*** SUPPLIED INFORMATION Section Begins ***

//! Search backend abstraction for chunk retrieval.
//!
//! The answer loop only needs `search(query, filter, limit)`. Two backends
//! implement it: [`InMemoryIndex`] here and the SQLite collection store in
//! [`crate::index`]. Both rank with the same lexical term-overlap score.

use crate::types::{Chunk, ChunkFilter};
use docask_core::AppResult;
use std::collections::{HashMap, HashSet};

/// Trait for chunk search backends.
///
/// Implementations must:
/// - return only chunks matching `filter`
/// - return at most `limit` chunks, best first
/// - return an empty list rather than an error when nothing matches
#[async_trait::async_trait]
pub trait SearchBackend: Send + Sync {
    async fn search(
        &self,
        query: &str,
        filter: &ChunkFilter,
        limit: usize,
    ) -> AppResult<Vec<Chunk>>;
}

const STOP_WORDS: &[&str] = &[
    "the", "is", "at", "which", "on", "a", "an", "as", "are", "was", "were", "for", "to", "of",
    "in", "and", "or", "but", "with", "by", "from", "this", "that", "be", "have", "has", "had",
    "it", "its", "their", "they", "them", "what", "when", "where", "who", "how", "does", "can",
];

/// Lower-cased search terms of `text`, without stop words and short words.
pub(crate) fn terms(text: &str) -> Vec<String> {
    text.to_lowercase()
        .split(|c: char| !c.is_alphanumeric())
        .filter(|w| w.chars().count() > 2 && !STOP_WORDS.contains(w))
        .map(str::to_string)
        .collect()
}

/// Term-overlap score of `content` against the query terms.
pub(crate) fn lexical_score(query_terms: &HashSet<String>, content: &str) -> f32 {
    let mut freq: HashMap<String, u32> = HashMap::new();
    for term in terms(content) {
        if query_terms.contains(&term) {
            *freq.entry(term).or_insert(0) += 1;
        }
    }

    freq.values().map(|&tf| (1.0 + tf as f32).ln()).sum()
}

/// Apply `filter` to `candidates` and keep the best `limit`.
///
/// Page lookups keep candidate order. Type-filtered queries keep only chunks
/// sharing at least one term with the query, ordered by descending score;
/// ties keep candidate order.
pub(crate) fn select(
    query: &str,
    filter: &ChunkFilter,
    candidates: impl IntoIterator<Item = Chunk>,
    limit: usize,
) -> Vec<Chunk> {
    let matching = candidates.into_iter().filter(|c| filter.matches(c));

    if let ChunkFilter::Page { .. } = filter {
        return matching.take(limit).collect();
    }

    let query_terms: HashSet<String> = terms(query).into_iter().collect();
    let mut scored: Vec<(Chunk, f32)> = matching
        .map(|chunk| {
            let score = lexical_score(&query_terms, &chunk.content);
            (chunk, score)
        })
        .filter(|(_, score)| *score > 0.0)
        .collect();

    scored.sort_by(|a, b| b.1.partial_cmp(&a.1).unwrap_or(std::cmp::Ordering::Equal));
    scored.truncate(limit);

    scored.into_iter().map(|(chunk, _)| chunk).collect()
}

/// Search backend over chunks held in memory.
#[derive(Debug, Clone, Default)]
pub struct InMemoryIndex {
    chunks: Vec<Chunk>,
}

impl InMemoryIndex {
    pub fn new(chunks: Vec<Chunk>) -> Self {
        Self {
            chunks: chunks.into_iter().map(Chunk::resolved).collect(),
        }
    }

    pub fn push(&mut self, chunk: Chunk) {
        self.chunks.push(chunk.resolved());
    }

    pub fn len(&self) -> usize {
        self.chunks.len()
    }

    pub fn is_empty(&self) -> bool {
        self.chunks.is_empty()
    }
}

#[async_trait::async_trait]
impl SearchBackend for InMemoryIndex {
    async fn search(
        &self,
        query: &str,
        filter: &ChunkFilter,
        limit: usize,
    ) -> AppResult<Vec<Chunk>> {
        let results = select(query, filter, self.chunks.iter().cloned(), limit);
        tracing::debug!(
            "In-memory search returned {} chunks (filter: {:?}, limit: {})",
            results.len(),
            filter,
            limit
        );
        Ok(results)
    }
}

*** SUPPLIED INFORMATION Section Ends ***

WORK TASK =
The response has to give back every record verbatim.

ANSWER SPACE =
//! Search backend abstraction for chunk retrieval.
//!
//! The answer loop only needs `search(query, filter, limit)`. Two backends
//! implement it: [`InMemoryIndex`] here and the SQLite collection store in
//! [`crate::index`]. Both rank with the same lexical term-overlap score.

use crate::types::{Chunk, ChunkFilter};
use docask_core::AppResult;
use std::collections::{HashMap, HashSet};

/// Trait for chunk search backends.
///
/// Implementations must:
/// - return only chunks matching `filter`
/// - return at most `limit` chunks, best first
/// - return an empty list rather than an error when nothing matches
#[async_trait::async_trait]
pub trait SearchBackend: Send + Sync {
    async fn search(
        &self,
        query: &str,
        filter: &ChunkFilter,
        limit: usize,
    ) -> AppResult<Vec<Chunk>>;
}

const STOP_WORDS: &[&str] = &[
    "the", "is", "at", "which", "on", "a", "an", "as", "are", "was", "were", "for", "to", "of",
    "in", "and", "or", "but", "with", "by", "from", "this", "that", "be", "have", "has", "had",
    "it", "its", "their", "they", "them", "what", "when", "where", "who", "how", "does", "can",
];

/// Lower-cased search terms of `text`, without stop words and short words.
pub(crate) fn terms(text: &str) -> Vec<String> {
    text.to_lowercase()
        .split(|c: char| !c.is_alphanumeric())
        .filter(|w| w.chars().count() > 2 && !STOP_WORDS.contains(w))
        .map(str::to_string)
        .collect()
}

/// Term-overlap score of `content` against the query terms.
pub(crate) fn lexical_score(query_terms: &HashSet<String>, content: &str) -> f32 {
    let mut freq: HashMap<String, u32> = HashMap::new();
    for term in terms(content) {
        if query_terms.contains(&term) {
            *freq.entry(term).or_insert(0) += 1;
        }
    }

    freq.values().map(|&tf| (1.0 + tf as f32).ln()).sum()
}

/// Apply `filter` to `candidates` and keep the best `limit`.
///
/// Page lookups keep candidate order. Type-filtered queries keep only chunks
/// sharing at least one term with the query, ordered by descending score;
/// ties keep candidate order.
pub(crate) fn select(
    query: &str,
    filter: &ChunkFilter,
    candidates: impl IntoIterator<Item = Chunk>,
    limit: usize,
) -> Vec<Chunk> {
    let matching = candidates.into_iter().filter(|c| filter.matches(c));

    if let ChunkFilter::Page { .. } = filter {
        return matching.take(limit).collect();
    }

    let query_terms: HashSet<String> = terms(query).into_iter().collect();
    let mut scored: Vec<(Chunk, f32)> = matching
        .map(|chunk| {
            let score = lexical_score(&query_terms, &chunk.content);
            (chunk, score)
        })
        .filter(|(_, score)| *score > 0.0)
        .collect();

    scored.sort_by(|a, b| b.1.partial_cmp(&a.1).unwrap_or(std::cmp::Ordering::Equal));
    scored.truncate(limit);

    scored.into_iter().map(|(chunk, _)| chunk).collect()
}

/// Search backend over chunks held in memory.
#[derive(Debug, Clone, Default)]
pub struct InMemoryIndex {
    chunks: Vec<Chunk>,
}

impl InMemoryIndex {
    pub fn new(chunks: Vec<Chunk>) -> Self {
        Self {
            chunks: chunks.into_iter().map(Chunk::resolved).collect(),
        }
    }

    pub fn push(&mut self, chunk: Chunk) {
        self.chunks.push(chunk.resolved());
    }

    pub fn len(&self) -> usize {
        self.chunks.len()
    }

    pub fn is_empty(&self) -> bool {
        self.chunks.is_empty()
    }
}

#[async_trait::async_trait]
impl SearchBackend for InMemoryIndex {
    async fn search(
        &self,
        query: &str,
        filter: &ChunkFilter,
        limit: usize,
    ) -> AppResult<Vec<Chunk>> {
        let results = select(query, filter, self.chunks.iter().cloned(), limit);
        tracing::debug!(
            "In-memory search returned {} chunks (filter: {:?}, limit: {})",
            results.len(),
            filter,
            limit
        );
        Ok(results)
    }
}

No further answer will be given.